4 thoughts on “‘Hurricane force’ debate about XMRV findings – ‘Science’ magazine, 7 January 2010”

  1. “Jonathan Stoye of the MRC National Institute for Medical Research in London concedes that the Towers study was “over- hyped.” But he says “it’s pointing people in a certain direction,” away from chasing an elusive link to XMRV. Still, he says, a larger study may be the only way to satisfy patients.”

    Satisfy patients? How patronising. If the science was at a conclusive dead end amongst the medical fraternity, then there wouldn’t be any debate, but there is.

    It’s a logical fallacy to present as fact, the conclusion that because XMRV can be found as a result of contamination, the results of other tests must be false positives. Particularly when the people who ran those tests can’t seem to communicate the simple message that, subsequent tests have not replicated their methods.

    I’m sure there are many M.E/CFS patients like me who are for the most part lost in the haze of high level medical science.

    The one thing that doesn’t pass us by however, is the false-factual presentation of logical fallacies that fail to prop up the assumptions of arrogant people.

    There’s such a thing as leaving no stone unturned and being thorough. Do M.E patients not have the right to expect this standard of practice from medical professionals?

    The problem is few of us get any dignity, they don’t run heuristic tests on NHS patients in the main. Instead a diagnosis is often gifted by finding an appropriate doctor to take you through an abstract list of symptoms.

    The medical profession as whole needs to stop deriding people if they aren’t even prepared to investigate their health properly in the first place.

    I’m afraid to say, but the biggest challenge for those of us with M.E, after all this time, still remains one of image.

    It’d be a financial black hole were we to demand heuristics, but how else can we be afforded dignity? Since I’ve had this illness, I once received a blood test that suggested my body was fighting off something due to increased liver function. I have to practically wave such scant confirmation in the faces of dead eyed medical professionals.

    If I bring up anything else that is wrong with me in a GPs office, the statement is followed by immediate inquisition. M.E falls on dead eyes.

  2. How would a larger study of Hue et al. settle the debate. I assume Stoye means an association study. However, it is unscientific of him to think that one large study would settle anything. There are so many confounding variables that only multiple studies will solve this debate.

    It is worth noting that the Department of Health has been mislead on PCR, as they state in a standard letter sent out on the 17 December:

    “The stark differences in prevalence of apparent infection seen globally in what amount to similar studies do present issues that will need further investigation, but are unlikely to be solely the result of different methodologies.

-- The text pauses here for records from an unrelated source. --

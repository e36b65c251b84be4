//! # Idempotency Guard
//!
//! Per-key deduplication of command submissions. The record map is a
//! [`DashMap`], so `begin` is atomic per key through the shard's entry lock
//! while distinct keys proceed without coordination.

use super::record::{GuardDecision, IdempotencyRecord, IdempotencyStatus};
use crate::models::CommandResult;
use chrono::{DateTime, Utc};
use dashmap::mapref::entry::Entry;
use dashmap::DashMap;
use std::sync::Arc;
use std::time::Duration;
use thiserror::Error;
use tokio::sync::watch;
use tokio::task::JoinHandle;
use tracing::{debug, info, warn};

#[derive(Debug, Clone, PartialEq, Eq, Error)]
pub enum GuardError {
    #[error("No idempotency record for key {0}")]
    UnknownKey(String),

    #[error("Idempotency record for key {key} is already {status}")]
    AlreadyTerminal {
        key: String,
        status: IdempotencyStatus,
    },
}

#[derive(Debug)]
pub struct IdempotencyGuard {
    records: DashMap<String, IdempotencyRecord>,
    ttl: chrono::Duration,
}

impl IdempotencyGuard {
    pub fn new(ttl: Duration) -> Self {
        Self {
            records: DashMap::new(),
            ttl: chrono::Duration::from_std(ttl).unwrap_or_else(|_| chrono::Duration::days(365)),
        }
    }

    /// Claim `key` or report what an earlier submission did with it.
    ///
    /// A duplicate hit leaves the existing record untouched. An expired
    /// settled record is replaced as if the key had never been seen; an
    /// IN_PROGRESS record is never reclaimed, whatever its age.
    pub fn begin(&self, key: &str) -> GuardDecision {
        let now = Utc::now();
        match self.records.entry(key.to_string()) {
            Entry::Vacant(vacant) => {
                vacant.insert(IdempotencyRecord::in_progress(key, now, self.ttl));
                GuardDecision::Fresh
            }
            Entry::Occupied(mut occupied) => {
                if occupied.get().is_reclaimable_at(now) {
                    debug!(idempotency_key = key, "Expired idempotency record replaced");
                    occupied.insert(IdempotencyRecord::in_progress(key, now, self.ttl));
                    return GuardDecision::Fresh;
                }

                let record = occupied.get();
                match (&record.status, &record.result) {
                    (IdempotencyStatus::InProgress, _) => GuardDecision::InProgress,
                    (_, Some(result)) => GuardDecision::Completed(result.clone()),
                    (_, None) => GuardDecision::InProgress,
                }
            }
        }
    }

    /// Settle `key` with `result`, refreshing its expiry.
    ///
    /// Returns the terminal status written: `Completed` for a successful
    /// result, `Failed` otherwise.
    pub fn complete(
        &self,
        key: &str,
        result: CommandResult,
    ) -> Result<IdempotencyStatus, GuardError> {
        let mut record = self
            .records
            .get_mut(key)
            .ok_or_else(|| GuardError::UnknownKey(key.to_string()))?;

        if record.status.is_terminal() {
            return Err(GuardError::AlreadyTerminal {
                key: key.to_string(),
                status: record.status,
            });
        }

        let status = if result.success {
            IdempotencyStatus::Completed
        } else {
            IdempotencyStatus::Failed
        };
        record.status = status;
        record.result = Some(result);
        record.expires_at = Utc::now() + self.ttl;

        debug!(idempotency_key = key, status = %status, "Idempotency record settled");
        Ok(status)
    }

    pub fn record(&self, key: &str) -> Option<IdempotencyRecord> {
        self.records.get(key).map(|record| record.clone())
    }

    pub fn len(&self) -> usize {
        self.records.len()
    }

    pub fn is_empty(&self) -> bool {
        self.records.is_empty()
    }

    /// Drop settled records whose TTL has elapsed; returns how many were removed.
    ///
    /// IN_PROGRESS records stay until their owner completes them.
    pub fn purge_expired(&self) -> usize {
        self.purge_expired_at(Utc::now())
    }

    pub fn purge_expired_at(&self, now: DateTime<Utc>) -> usize {
        let before = self.records.len();
        self.records.retain(|_, record| !record.is_reclaimable_at(now));
        before.saturating_sub(self.records.len())
    }

    /// Purge every `interval` until `shutdown` carries `true` or its sender is dropped
    pub fn spawn_sweeper(
        self: &Arc<Self>,
        interval: Duration,
        mut shutdown: watch::Receiver<bool>,
    ) -> JoinHandle<()> {
        let guard = Arc::clone(self);
        tokio::spawn(async move {
            let mut ticker = tokio::time::interval(interval);
            ticker.set_missed_tick_behavior(tokio::time::MissedTickBehavior::Delay);

            loop {
                tokio::select! {
                    _ = ticker.tick() => {
                        let purged = guard.purge_expired();
                        if purged > 0 {
                            info!(purged = purged, remaining = guard.len(), "🧹 Purged expired idempotency records");
                        }
                    }
                    changed = shutdown.changed() => {
                        if changed.is_err() || *shutdown.borrow() {
                            break;
                        }
                    }
                }
            }
            debug!("Idempotency sweeper stopped");
        })
    }

    /// Settle a key the caller claimed but abandoned, ignoring already-settled keys
    pub(crate) fn settle_abandoned(&self, key: &str, result: CommandResult) {
        match self.complete(key, result) {
            Ok(_) | Err(GuardError::AlreadyTerminal { .. }) => {}
            Err(error) => warn!(idempotency_key = key, error = %error, "Could not settle abandoned key"),
        }
    }
}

Officials are assured that detection of the XMRV genome based on amplification of the number of copies present (PCR) is widely regarded as the best and most sensitive method available for this purpose.

    The methods used to seek evidence of XMRV infection in English blood donors, which employed PCR and included appropriate controls, are able to detect the XMRV genome with high sensitivity and specificity.”

    Viral culture has been shown, by published studies, to be the most sensitive method, PCR the least sensitive method. Furthermore, those studies using the VP62 clone to calibrate their tests, have never demonstrated the ability of their assays to detect the real virus. A clone is NOT the real virus. They MUST retest having calibrated to the real virus. (Danielson et al.)

  3. When is the Wellcome Trust going to retract that erroneous statement that was in the press release?

  4. As I understand it JT Wellcome are considering their position given others’ retractions or ‘distancing’ from the actual comments made by Greg Towers that are the source of some people’s consternation.